The leading indicators are well known: an effective fed funds rate moving toward, or above, the rate paid on reserves; repo rates widening; quarter-end pressure. A January 2026 Fed note on the “balance-sheet trilemma” formalizes it: as reserves fall relative to the stock of public debt, repo rates become more sensitive to TGA moves, Treasury issuance and quarter-end dates. The standing repo facility is now the ceiling designed to prevent another 2019.
Why markets care
The issue is not technical trivia. A liquidity drain, whether from a TGA rebuild or an issuance shock, first transmits through funding markets, then through risk assets, via the cost and availability of collateral.
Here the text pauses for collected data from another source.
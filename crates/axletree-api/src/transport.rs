// Transport configuration for building reqwest::Client instances.
//
// CUCM publishers almost always present self-signed certificates, so the
// TLS mode is explicit rather than buried in a builder flag. The cookie
// jar matters too: the AXL service hands back a JSESSIONIDSSO cookie that
// lets follow-up requests skip the expensive credential check.

use std::path::PathBuf;
use std::sync::Arc;
use std::time::Duration;

use reqwest::cookie::Jar;

/// TLS verification mode for the AXL endpoint.
#[derive(Debug, Clone)]
pub enum TlsMode {
    /// Use the system certificate store.
    System,
    /// Use a custom CA certificate from the given PEM file (e.g. the
    /// cluster's tomcat-trust chain).
    CustomCa(PathBuf),
    /// Accept any certificate (for self-signed publishers).
    DangerAcceptInvalid,
}

/// Shared transport configuration for building HTTP clients.
#[derive(Debug, Clone)]
pub struct TransportConfig {
    pub tls: TlsMode,
    pub timeout: Duration,
    pub cookie_jar: Option<Arc<Jar>>,
}

impl Default for TransportConfig {
    fn default() -> Self {
        Self {
            tls: TlsMode::DangerAcceptInvalid,
            timeout: Duration::from_secs(30),
            cookie_jar: None,
        }
    }
}

impl TransportConfig {
    /// Build a `reqwest::Client` from this config.
    pub fn build_client(&self) -> Result<reqwest::Client, crate::error::Error> {
        let mut builder = reqwest::Client::builder()
            .timeout(self.timeout)
            .user_agent(concat!("axletree/", env!("CARGO_PKG_VERSION")));

        match &self.tls {
            TlsMode::System => {}
            TlsMode::CustomCa(path) => {
                let cert_pem = std::fs::read(path).map_err(|e| {
                    crate::error::Error::Tls(format!("failed to read CA cert: {e}"))
                })?;
                let cert = reqwest::Certificate::from_pem(&cert_pem)
                    .map_err(|e| crate::error::Error::Tls(format!("invalid CA cert: {e}")))?;
                builder = builder.add_root_certificate(cert);
            }
            TlsMode::DangerAcceptInvalid => {
                builder = builder.danger_accept_invalid_certs(true);
            }
        }

        if let Some(ref jar) = self.cookie_jar {
            builder = builder.cookie_provider(Arc::clone(jar));
        }

        builder
            .build()
            .map_err(|e| crate::error::Error::Tls(format!("failed to build HTTP client: {e}")))
    }

    /// Create a config with a fresh cookie jar (for SSO session reuse).
    pub fn with_cookie_jar(mut self) -> Self {
        self.cookie_jar = Some(Arc::new(Jar::default()));
        self
    }
}
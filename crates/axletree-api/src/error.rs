use thiserror::Error;

/// Top-level error type for the `axletree-api` crate.
///
/// Covers every failure mode on the wire: authentication, transport, TLS,
/// envelope parsing, and the AXL faults CUCM raises for schema or data
/// problems. `axletree-ccm` maps these into lifecycle errors.
#[derive(Debug, Error)]
pub enum Error {
    // ── Authentication ──────────────────────────────────────────────
    /// Credentials rejected, or the account lacks the AXL API role.
    #[error("Authentication failed: {message}")]
    Authentication { message: String },

    // ── Transport ───────────────────────────────────────────────────
    /// HTTP transport error (connection refused, DNS failure, timeout, etc.)
    #[error("HTTP transport error: {0}")]
    Transport(#[from] reqwest::Error),

    /// URL parsing error.
    #[error("Invalid URL: {0}")]
    InvalidUrl(#[from] url::ParseError),

    /// TLS handshake or certificate error.
    #[error("TLS error: {0}")]
    Tls(String),

    // ── AXL ─────────────────────────────────────────────────────────
    /// SOAP fault raised by the AXL service, carrying Cisco's `axlError`
    /// detail when present. `request` names the operation the server blamed.
    #[error("AXL fault: {message}")]
    Fault {
        code: Option<i64>,
        message: String,
        request: Option<String>,
    },

    /// The response was not a SOAP envelope we could make sense of, with
    /// the raw body retained for debugging.
    #[error("Malformed AXL response: {message}")]
    Envelope { message: String, body: String },

    /// The envelope parsed but the payload was not shaped as the
    /// operation requires (missing `<return>` child, non-uuid text, etc.)
    #[error("Unexpected AXL response shape: {0}")]
    UnexpectedResponse(String),
}

impl Error {
    /// Returns `true` if this error indicates rejected or insufficient
    /// credentials.
    pub fn is_auth(&self) -> bool {
        matches!(self, Self::Authentication { .. })
    }

    /// Returns `true` if this is the AXL "item not found" fault.
    ///
    /// CUCM signals a missing object with axlcode 5007; older schema
    /// versions omit the code, so the fault text is checked as well.
    pub fn is_not_found(&self) -> bool {
        match self {
            Self::Fault { code: Some(5007), .. } => true,
            Self::Fault { message, .. } => message.contains("was not found"),
            _ => false,
        }
    }

    /// Extract the numeric `axlcode` from a fault, if the server sent one.
    pub fn fault_code(&self) -> Option<i64> {
        match self {
            Self::Fault { code, .. } => *code,
            _ => None,
        }
    }
}
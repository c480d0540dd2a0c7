// Canned queries against the cluster's Informix schema, for the joins
// and flags the AXL surface cannot express. Table and column names are
// part of the vendor contract; identifiers travel bare-lowercase, not
// in the braced SOAP form.

use uuid::Uuid;

use axletree_api::value::{parse_uuid, sql_uuid};
use axletree_api::{AxlClient, Error, SqlRow};

use crate::convert::{parse_sql_bool, sql_bool};
use crate::error::CcmError;

/// A device row presenting a directory number.
#[derive(Debug, Clone, PartialEq, Eq)]
pub struct DeviceAssociation {
    /// Device name (`SEP...`, `CSF...`).
    pub name: String,
    /// Device pkid.
    pub device: Uuid,
    /// The DN as dialable text.
    pub pattern: String,
}

/// One presence license row from `enduserlicense`.
#[derive(Debug, Clone, Copy, PartialEq, Eq)]
pub struct PresenceLicense {
    pub cups: bool,
    pub cupc: bool,
}

/// An assigned directory number with its route partition.
#[derive(Debug, Clone, PartialEq, Eq)]
pub struct AssignedNumber {
    pub pattern: String,
    pub partition: String,
}

/// The canned-query bundle over one client.
pub struct SqlUtils<'a> {
    client: &'a AxlClient,
}

impl<'a> SqlUtils<'a> {
    pub fn new(client: &'a AxlClient) -> Self {
        Self { client }
    }

    /// Devices mapped to a user in `enduserdevicemap` (the mobility
    /// association), as device pkids.
    pub async fn user_device_map(&self, user: Uuid) -> Result<Vec<Uuid>, CcmError> {
        let statement = format!(
            "SELECT fkdevice FROM enduserdevicemap WHERE fkenduser = {}",
            quoted(&sql_uuid(user))
        );
        let rows = self.client.execute_sql_query(&statement).await?;
        rows.iter().map(|row| row_uuid(row, "fkdevice")).collect()
    }

    /// Users holding a directory number as a primary extension, as
    /// enduser pkids.
    pub async fn line_user_map(&self, line: Uuid) -> Result<Vec<Uuid>, CcmError> {
        let statement = format!(
            "SELECT fkenduser FROM endusernumplanmap WHERE fknumplan = {}",
            quoted(&sql_uuid(line))
        );
        let rows = self.client.execute_sql_query(&statement).await?;
        rows.iter().map(|row| row_uuid(row, "fkenduser")).collect()
    }

    /// Devices presenting a directory number, with name, pkid and the DN
    /// text, from the device / numplan map.
    pub async fn line_device_map(&self, line: Uuid) -> Result<Vec<DeviceAssociation>, CcmError> {
        let statement = format!(
            "SELECT d.name, d.pkid, n.dnorpattern AS dn \
             FROM device AS d, numplan AS n, devicenumplanmap AS dnpm \
             WHERE dnpm.fkdevice = d.pkid AND dnpm.fknumplan = n.pkid \
             AND dnpm.fknumplan = {}",
            quoted(&sql_uuid(line))
        );
        let rows = self.client.execute_sql_query(&statement).await?;
        rows.iter().map(device_association).collect()
    }

    /// The presence license row for a user, or `None` when the user has
    /// never been licensed.
    pub async fn presence_license(&self, user: Uuid) -> Result<Option<PresenceLicense>, CcmError> {
        let statement = format!(
            "SELECT enablecups, enablecupc FROM enduserlicense WHERE fkenduser = {}",
            quoted(&sql_uuid(user))
        );
        let rows = self.client.execute_sql_query(&statement).await?;
        if rows.len() > 1 {
            return Err(CcmError::Api(Error::UnexpectedResponse(format!(
                "enduserlicense has {} rows for one user",
                rows.len()
            ))));
        }
        Ok(rows.first().map(|row| PresenceLicense {
            cups: row.get("enablecups").is_some_and(parse_sql_bool),
            cupc: row.get("enablecupc").is_some_and(parse_sql_bool),
        }))
    }

    /// Insert a presence license row with CUPS enabled.
    pub async fn insert_presence_license(&self, user: Uuid, cupc: bool) -> Result<u64, CcmError> {
        let statement = format!(
            "INSERT INTO enduserlicense (fkenduser, enablecups, enablecupc) \
             VALUES ({}, {}, {})",
            quoted(&sql_uuid(user)),
            quoted("t"),
            quoted(sql_bool(cupc))
        );
        Ok(self.client.execute_sql_update(&statement).await?)
    }

    /// Rewrite an existing license row with CUPS enabled and the CUPC
    /// flag as given. Both columns are asserted: a row written outside
    /// this library may carry `enablecups = 'f'`.
    pub async fn update_presence_license(&self, user: Uuid, cupc: bool) -> Result<u64, CcmError> {
        let statement = format!(
            "UPDATE enduserlicense SET enablecups = {}, enablecupc = {} WHERE fkenduser = {}",
            quoted("t"),
            quoted(sql_bool(cupc)),
            quoted(&sql_uuid(user))
        );
        Ok(self.client.execute_sql_update(&statement).await?)
    }

    /// Delete a user's presence license row.
    pub async fn remove_presence_license(&self, user: Uuid) -> Result<u64, CcmError> {
        let statement = format!(
            "DELETE FROM enduserlicense WHERE fkenduser = {}",
            quoted(&sql_uuid(user))
        );
        Ok(self.client.execute_sql_update(&statement).await?)
    }

    /// Toggle BFCP (video desktop sharing) on a device row.
    pub async fn set_bfcp(&self, device: Uuid, enabled: bool) -> Result<u64, CcmError> {
        let statement = format!(
            "UPDATE device SET enablebfcp = {} WHERE pkid = {}",
            quoted(sql_bool(enabled)),
            quoted(&sql_uuid(device))
        );
        Ok(self.client.execute_sql_update(&statement).await?)
    }

    /// The single-number-reach flag for a remote destination, or `None`
    /// when the dynamic row is missing.
    pub async fn single_number_reach(&self, destination: Uuid) -> Result<Option<bool>, CcmError> {
        let statement = format!(
            "SELECT enablesinglenumberreach FROM remotedestinationdynamic \
             WHERE fkremotedestination = {}",
            quoted(&sql_uuid(destination))
        );
        let rows = self.client.execute_sql_query(&statement).await?;
        Ok(rows
            .first()
            .map(|row| row.get("enablesinglenumberreach").is_some_and(parse_sql_bool)))
    }

    /// Write the single-number-reach flag on the dynamic row.
    pub async fn set_single_number_reach(
        &self,
        destination: Uuid,
        enabled: bool,
    ) -> Result<u64, CcmError> {
        let statement = format!(
            "UPDATE remotedestinationdynamic SET enablesinglenumberreach = {} \
             WHERE fkremotedestination = {}",
            quoted(sql_bool(enabled)),
            quoted(&sql_uuid(destination))
        );
        Ok(self.client.execute_sql_update(&statement).await?)
    }

    /// Every DN assigned to at least one device, with its partition,
    /// ordered by pattern.
    pub async fn assigned_directory_numbers(&self) -> Result<Vec<AssignedNumber>, CcmError> {
        let statement = "SELECT dnorpattern AS dn, MIN(r.name) AS name \
                         FROM numplan n, routepartition r \
                         WHERE r.pkid = n.fkroutepartition \
                         AND n.pkid IN (SELECT fknumplan FROM devicenumplanmap \
                         WHERE fkdevice IN (SELECT pkid FROM device)) \
                         GROUP BY dn ORDER BY dn";
        let rows = self.client.execute_sql_query(statement).await?;
        rows.iter().map(assigned_number).collect()
    }

    /// Device DNs no device presents and that are not callable, as
    /// numplan pkids. Candidates for deletion.
    pub async fn inactive_directory_numbers(&self) -> Result<Vec<Uuid>, CcmError> {
        let statement = "SELECT n.pkid FROM numplan n \
                         LEFT OUTER JOIN devicenumplanmap m ON m.fknumplan = n.pkid \
                         WHERE m.fknumplan IS NULL \
                         AND n.tkpatternusage = '2' AND n.iscallable = 'f'";
        let rows = self.client.execute_sql_query(statement).await?;
        rows.iter().map(|row| row_uuid(row, "pkid")).collect()
    }

    /// User ids whose keypad-entered self-service id contains `fragment`.
    pub async fn users_with_self_service_id(
        &self,
        fragment: &str,
    ) -> Result<Vec<String>, CcmError> {
        let statement = format!(
            "SELECT userid FROM enduser WHERE keypadenteredalternateidentifier LIKE {}",
            quoted(&format!("%{fragment}%"))
        );
        let rows = self.client.execute_sql_query(&statement).await?;
        rows.iter()
            .map(|row| row_text(row, "userid").map(str::to_owned))
            .collect()
    }
}

/// Double-quote a literal for Informix, doubling embedded quotes.
fn quoted(value: &str) -> String {
    format!("\"{}\"", value.replace('"', "\"\""))
}

fn row_text<'r>(row: &'r SqlRow, column: &str) -> Result<&'r str, CcmError> {
    row.get(column).ok_or_else(|| {
        CcmError::Api(Error::UnexpectedResponse(format!(
            "column {column} missing from result row"
        )))
    })
}

fn row_uuid(row: &SqlRow, column: &str) -> Result<Uuid, CcmError> {
    let text = row_text(row, column)?;
    parse_uuid(text).ok_or_else(|| {
        CcmError::Api(Error::UnexpectedResponse(format!(
            "column {column} is not a uuid: {text}"
        )))
    })
}

fn device_association(row: &SqlRow) -> Result<DeviceAssociation, CcmError> {
    Ok(DeviceAssociation {
        name: row_text(row, "name")?.to_owned(),
        device: row_uuid(row, "pkid")?,
        pattern: row_text(row, "dn")?.to_owned(),
    })
}

fn assigned_number(row: &SqlRow) -> Result<AssignedNumber, CcmError> {
    Ok(AssignedNumber {
        pattern: row_text(row, "dn")?.to_owned(),
        partition: row_text(row, "name")?.to_owned(),
    })
}

#[cfg(test)]
#[allow(clippy::unwrap_used)]
mod tests {
    use super::*;

    fn row(cells: &[(&str, Option<&str>)]) -> SqlRow {
        cells
            .iter()
            .map(|(name, value)| ((*name).to_owned(), value.map(str::to_owned)))
            .collect()
    }

    #[test]
    fn quoting_doubles_embedded_quotes() {
        assert_eq!(quoted("plain"), "\"plain\"");
        assert_eq!(quoted("O\"Brien"), "\"O\"\"Brien\"");
    }

    #[test]
    fn device_association_reads_the_aliased_columns() {
        let row = row(&[
            ("name", Some("SEP001122334455")),
            ("pkid", Some("3b1a2c4d-9f00-4e5a-8b1c-0d2e3f4a5b6c")),
            ("dn", Some("1000")),
        ]);
        let assoc = device_association(&row).unwrap();
        assert_eq!(assoc.name, "SEP001122334455");
        assert_eq!(assoc.pattern, "1000");
        assert_eq!(sql_uuid(assoc.device), "3b1a2c4d-9f00-4e5a-8b1c-0d2e3f4a5b6c");
    }

    #[test]
    fn missing_columns_are_reported_by_name() {
        let row = row(&[("name", Some("SEP001122334455"))]);
        let err = device_association(&row).unwrap_err();
        assert!(err.to_string().contains("pkid"));
    }

    #[test]
    fn null_uuid_column_is_an_error() {
        let row = row(&[("fkdevice", None)]);
        assert!(row_uuid(&row, "fkdevice").is_err());
    }
}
This is also where public debt and private money meet: stablecoin issuers, now large buyers of Treasury bills, add a new source of demand at the short end, while a massive TGA rebuild can drain the system at the worst moment. Following liquidity is not about finding a buy signal. It is about knowing the calendar of major cash movements—debt ceiling, tax dates, quarter-ends—so you do not mistake a plumbing stress for a monetary-policy turn.
Reading the risk, step by step
A few habits are enough. Follow the TGA daily through the Daily Treasury Statement and anticipate rebuilds after debt-ceiling deals. Read RRP and reserves in the weekly H.4.1 to locate the remaining buffer. Watch the gap between repo rates and the reserve rate, as well as effective fed funds, as scarcity thermometers. Mark quarter-ends and major tax dates, classic stress windows. And keep the net-liquidity formula for what it is: a trend compass, never a trading trigger. The FOMC steers rates, but the plumbing is read in these three accounts.
Methodology
This guide relies on primary sources: Federal Reserve releases and H.4.1, the Fed’s January 2026 note on the balance-sheet trilemma, the Congressional Research Service’s work on the Fed balance sheet, reference rates published by the New York Fed, and the Daily Treasury Statement from the Bureau of the Fiscal Service. Balance-sheet, reserve and RRP levels are dated late 2025 and early 2026; they change, hence the revision date. Practical liquidity work on l0g.fr rebuilds the indicator from these series rather than trusting a prepackaged number, and separates plumbing stress from a true monetary-policy pivot.
Main sources: Federal Reserve, H.4.1 “Factors Affecting Reserve Balances” and monetary-policy releases; Federal Reserve, FEDS Note “The Central Bank Balance-Sheet Trilemma,” January 14, 2026; Congressional Research Service, “The Federal Reserve’s Balance Sheet”; Federal Reserve Bank of New York reference rates, including EFFR, ON RRP, SOFR and TGCR, plus standing repo facility operations; U.S. Treasury, Bureau of the Fiscal Service, Daily Treasury Statement; FRED, Federal Reserve Bank of St. Louis, for aggregated series. Figures are dated late 2025 and early 2026.
This guide is not investment advice.